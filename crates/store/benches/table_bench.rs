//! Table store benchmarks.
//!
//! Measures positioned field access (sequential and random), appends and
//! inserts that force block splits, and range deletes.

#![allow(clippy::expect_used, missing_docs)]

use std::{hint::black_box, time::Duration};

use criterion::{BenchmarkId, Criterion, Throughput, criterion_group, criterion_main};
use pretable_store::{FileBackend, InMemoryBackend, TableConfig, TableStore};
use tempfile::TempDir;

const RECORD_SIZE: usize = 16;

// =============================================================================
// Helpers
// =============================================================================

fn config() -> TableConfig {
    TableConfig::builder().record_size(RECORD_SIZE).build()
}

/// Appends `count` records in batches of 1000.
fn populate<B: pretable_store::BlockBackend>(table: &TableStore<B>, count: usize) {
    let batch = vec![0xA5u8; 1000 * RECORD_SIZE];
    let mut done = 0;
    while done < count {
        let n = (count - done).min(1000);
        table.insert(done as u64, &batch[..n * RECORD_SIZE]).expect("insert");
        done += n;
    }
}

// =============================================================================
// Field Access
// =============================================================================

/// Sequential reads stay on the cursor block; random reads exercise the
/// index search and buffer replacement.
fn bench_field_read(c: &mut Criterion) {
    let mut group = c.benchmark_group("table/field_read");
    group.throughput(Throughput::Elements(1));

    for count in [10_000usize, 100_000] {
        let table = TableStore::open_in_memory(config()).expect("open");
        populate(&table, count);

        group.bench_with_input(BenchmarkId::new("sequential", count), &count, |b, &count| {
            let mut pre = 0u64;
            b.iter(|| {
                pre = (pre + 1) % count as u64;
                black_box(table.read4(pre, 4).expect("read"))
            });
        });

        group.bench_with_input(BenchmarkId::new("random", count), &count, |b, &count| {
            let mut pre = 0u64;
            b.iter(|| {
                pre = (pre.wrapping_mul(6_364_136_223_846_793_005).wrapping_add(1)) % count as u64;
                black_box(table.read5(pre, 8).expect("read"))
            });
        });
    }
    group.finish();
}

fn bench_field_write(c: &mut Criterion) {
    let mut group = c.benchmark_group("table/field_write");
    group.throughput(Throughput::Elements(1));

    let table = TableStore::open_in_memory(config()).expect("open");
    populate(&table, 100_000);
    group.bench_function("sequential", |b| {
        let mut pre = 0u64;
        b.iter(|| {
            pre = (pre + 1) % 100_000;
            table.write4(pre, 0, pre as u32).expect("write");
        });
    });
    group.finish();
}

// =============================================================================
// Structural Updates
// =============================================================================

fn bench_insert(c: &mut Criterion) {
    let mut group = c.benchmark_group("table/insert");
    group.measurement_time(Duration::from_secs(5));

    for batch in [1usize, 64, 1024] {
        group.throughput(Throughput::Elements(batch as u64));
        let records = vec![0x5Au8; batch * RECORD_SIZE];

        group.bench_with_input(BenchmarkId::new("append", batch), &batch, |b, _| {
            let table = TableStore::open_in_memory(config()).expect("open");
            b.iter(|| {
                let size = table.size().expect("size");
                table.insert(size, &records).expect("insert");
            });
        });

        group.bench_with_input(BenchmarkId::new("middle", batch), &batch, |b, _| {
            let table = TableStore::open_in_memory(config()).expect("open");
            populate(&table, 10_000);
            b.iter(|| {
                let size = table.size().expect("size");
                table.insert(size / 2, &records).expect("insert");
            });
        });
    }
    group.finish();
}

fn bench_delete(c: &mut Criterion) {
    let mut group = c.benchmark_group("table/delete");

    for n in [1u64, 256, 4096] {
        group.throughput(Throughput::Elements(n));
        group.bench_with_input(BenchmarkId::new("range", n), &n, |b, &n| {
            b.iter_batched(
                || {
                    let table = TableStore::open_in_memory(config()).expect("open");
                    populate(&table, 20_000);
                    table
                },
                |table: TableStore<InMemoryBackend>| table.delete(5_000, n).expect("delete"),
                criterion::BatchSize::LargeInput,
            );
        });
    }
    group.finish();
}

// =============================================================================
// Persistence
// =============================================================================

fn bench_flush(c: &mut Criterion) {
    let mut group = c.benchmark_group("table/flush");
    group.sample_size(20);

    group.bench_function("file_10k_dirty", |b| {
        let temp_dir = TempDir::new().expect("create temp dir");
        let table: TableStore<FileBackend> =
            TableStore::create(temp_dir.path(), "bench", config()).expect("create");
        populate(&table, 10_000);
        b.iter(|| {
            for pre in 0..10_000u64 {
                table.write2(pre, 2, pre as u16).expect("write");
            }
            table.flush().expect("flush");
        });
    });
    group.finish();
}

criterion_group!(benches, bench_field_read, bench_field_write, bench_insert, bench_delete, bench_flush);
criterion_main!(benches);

+===+

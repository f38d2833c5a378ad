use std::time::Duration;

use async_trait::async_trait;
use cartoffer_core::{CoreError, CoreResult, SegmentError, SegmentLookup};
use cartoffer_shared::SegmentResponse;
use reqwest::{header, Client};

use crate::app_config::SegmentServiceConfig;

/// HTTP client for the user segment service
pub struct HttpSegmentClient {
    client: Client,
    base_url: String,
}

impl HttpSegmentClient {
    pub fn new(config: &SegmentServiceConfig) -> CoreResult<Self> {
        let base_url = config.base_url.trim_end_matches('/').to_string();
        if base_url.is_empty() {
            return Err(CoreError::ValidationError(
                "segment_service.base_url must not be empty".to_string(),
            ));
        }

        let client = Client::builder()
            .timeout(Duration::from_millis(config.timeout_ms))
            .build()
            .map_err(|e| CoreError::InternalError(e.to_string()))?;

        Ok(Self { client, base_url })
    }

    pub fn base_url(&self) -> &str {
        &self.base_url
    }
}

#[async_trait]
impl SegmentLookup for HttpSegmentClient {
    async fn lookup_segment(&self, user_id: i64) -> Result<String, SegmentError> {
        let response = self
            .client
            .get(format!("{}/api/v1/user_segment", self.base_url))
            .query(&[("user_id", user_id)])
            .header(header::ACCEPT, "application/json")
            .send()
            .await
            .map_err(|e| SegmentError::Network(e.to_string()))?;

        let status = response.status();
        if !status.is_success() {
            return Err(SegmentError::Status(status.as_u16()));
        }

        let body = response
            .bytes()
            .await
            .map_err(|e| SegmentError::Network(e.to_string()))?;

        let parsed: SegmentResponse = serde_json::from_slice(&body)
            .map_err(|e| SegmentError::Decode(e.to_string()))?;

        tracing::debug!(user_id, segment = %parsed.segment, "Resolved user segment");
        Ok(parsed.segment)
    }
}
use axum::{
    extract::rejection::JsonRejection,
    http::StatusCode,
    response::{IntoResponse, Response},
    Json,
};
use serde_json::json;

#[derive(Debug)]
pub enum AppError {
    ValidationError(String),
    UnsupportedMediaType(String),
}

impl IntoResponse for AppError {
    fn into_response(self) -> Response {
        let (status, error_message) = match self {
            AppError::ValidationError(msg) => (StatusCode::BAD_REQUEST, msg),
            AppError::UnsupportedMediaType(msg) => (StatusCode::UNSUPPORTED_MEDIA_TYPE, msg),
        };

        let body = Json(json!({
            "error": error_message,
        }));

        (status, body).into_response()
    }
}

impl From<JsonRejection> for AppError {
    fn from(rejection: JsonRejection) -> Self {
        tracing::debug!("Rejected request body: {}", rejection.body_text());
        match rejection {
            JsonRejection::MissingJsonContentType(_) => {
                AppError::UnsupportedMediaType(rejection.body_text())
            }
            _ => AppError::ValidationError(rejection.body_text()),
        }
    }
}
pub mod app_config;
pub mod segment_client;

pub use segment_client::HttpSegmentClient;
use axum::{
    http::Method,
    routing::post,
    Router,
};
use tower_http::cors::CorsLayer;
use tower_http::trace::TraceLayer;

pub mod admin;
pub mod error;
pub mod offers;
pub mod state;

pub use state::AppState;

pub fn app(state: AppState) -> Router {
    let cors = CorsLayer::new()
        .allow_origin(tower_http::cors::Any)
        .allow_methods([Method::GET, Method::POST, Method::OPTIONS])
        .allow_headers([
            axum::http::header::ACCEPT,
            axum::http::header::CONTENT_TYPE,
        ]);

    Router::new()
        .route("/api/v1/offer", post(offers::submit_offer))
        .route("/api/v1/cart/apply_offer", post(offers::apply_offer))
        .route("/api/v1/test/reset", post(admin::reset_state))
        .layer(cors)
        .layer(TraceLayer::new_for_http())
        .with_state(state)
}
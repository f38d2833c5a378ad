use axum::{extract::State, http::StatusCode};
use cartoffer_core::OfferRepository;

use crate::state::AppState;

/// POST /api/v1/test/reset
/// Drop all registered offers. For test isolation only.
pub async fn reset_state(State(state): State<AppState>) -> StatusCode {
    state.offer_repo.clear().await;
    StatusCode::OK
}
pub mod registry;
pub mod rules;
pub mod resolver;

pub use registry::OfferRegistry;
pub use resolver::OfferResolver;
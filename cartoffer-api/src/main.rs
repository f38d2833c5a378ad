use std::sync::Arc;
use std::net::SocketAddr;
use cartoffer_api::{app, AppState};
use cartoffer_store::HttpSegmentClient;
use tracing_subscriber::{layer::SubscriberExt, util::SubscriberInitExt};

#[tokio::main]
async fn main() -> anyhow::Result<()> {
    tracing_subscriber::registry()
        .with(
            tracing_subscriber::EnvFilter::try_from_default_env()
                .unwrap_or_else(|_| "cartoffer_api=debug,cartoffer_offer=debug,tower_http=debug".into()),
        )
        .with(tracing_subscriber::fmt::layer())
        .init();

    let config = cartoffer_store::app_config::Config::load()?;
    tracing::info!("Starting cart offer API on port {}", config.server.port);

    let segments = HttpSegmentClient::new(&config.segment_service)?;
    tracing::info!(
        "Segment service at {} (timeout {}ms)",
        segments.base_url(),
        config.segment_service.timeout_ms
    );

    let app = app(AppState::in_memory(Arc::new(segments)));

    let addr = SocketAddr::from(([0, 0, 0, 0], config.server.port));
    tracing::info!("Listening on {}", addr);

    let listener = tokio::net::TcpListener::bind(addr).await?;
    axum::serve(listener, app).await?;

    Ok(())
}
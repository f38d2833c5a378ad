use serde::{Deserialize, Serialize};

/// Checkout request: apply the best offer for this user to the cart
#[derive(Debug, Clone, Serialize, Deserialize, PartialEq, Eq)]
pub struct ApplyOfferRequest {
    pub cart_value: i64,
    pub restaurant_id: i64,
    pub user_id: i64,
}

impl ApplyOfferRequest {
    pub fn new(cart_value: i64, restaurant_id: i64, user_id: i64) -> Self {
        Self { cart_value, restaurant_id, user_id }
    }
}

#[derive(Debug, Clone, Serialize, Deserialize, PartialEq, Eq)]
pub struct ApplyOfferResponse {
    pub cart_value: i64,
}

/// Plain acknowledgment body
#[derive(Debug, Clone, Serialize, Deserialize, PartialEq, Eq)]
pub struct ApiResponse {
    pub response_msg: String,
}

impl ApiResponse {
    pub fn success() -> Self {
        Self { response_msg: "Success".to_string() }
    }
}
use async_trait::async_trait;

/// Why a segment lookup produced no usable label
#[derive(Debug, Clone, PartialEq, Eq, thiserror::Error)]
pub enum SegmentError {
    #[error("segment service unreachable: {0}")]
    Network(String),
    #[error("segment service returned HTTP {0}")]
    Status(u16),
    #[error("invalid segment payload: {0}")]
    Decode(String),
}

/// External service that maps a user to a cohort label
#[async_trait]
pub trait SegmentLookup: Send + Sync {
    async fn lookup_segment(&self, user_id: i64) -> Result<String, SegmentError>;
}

+===+

With "extract" as the word to match, copy each line of the records that has it.

ANSWER SECTION:
    extract::rejection::JsonRejection,
use axum::{extract::State, http::StatusCode};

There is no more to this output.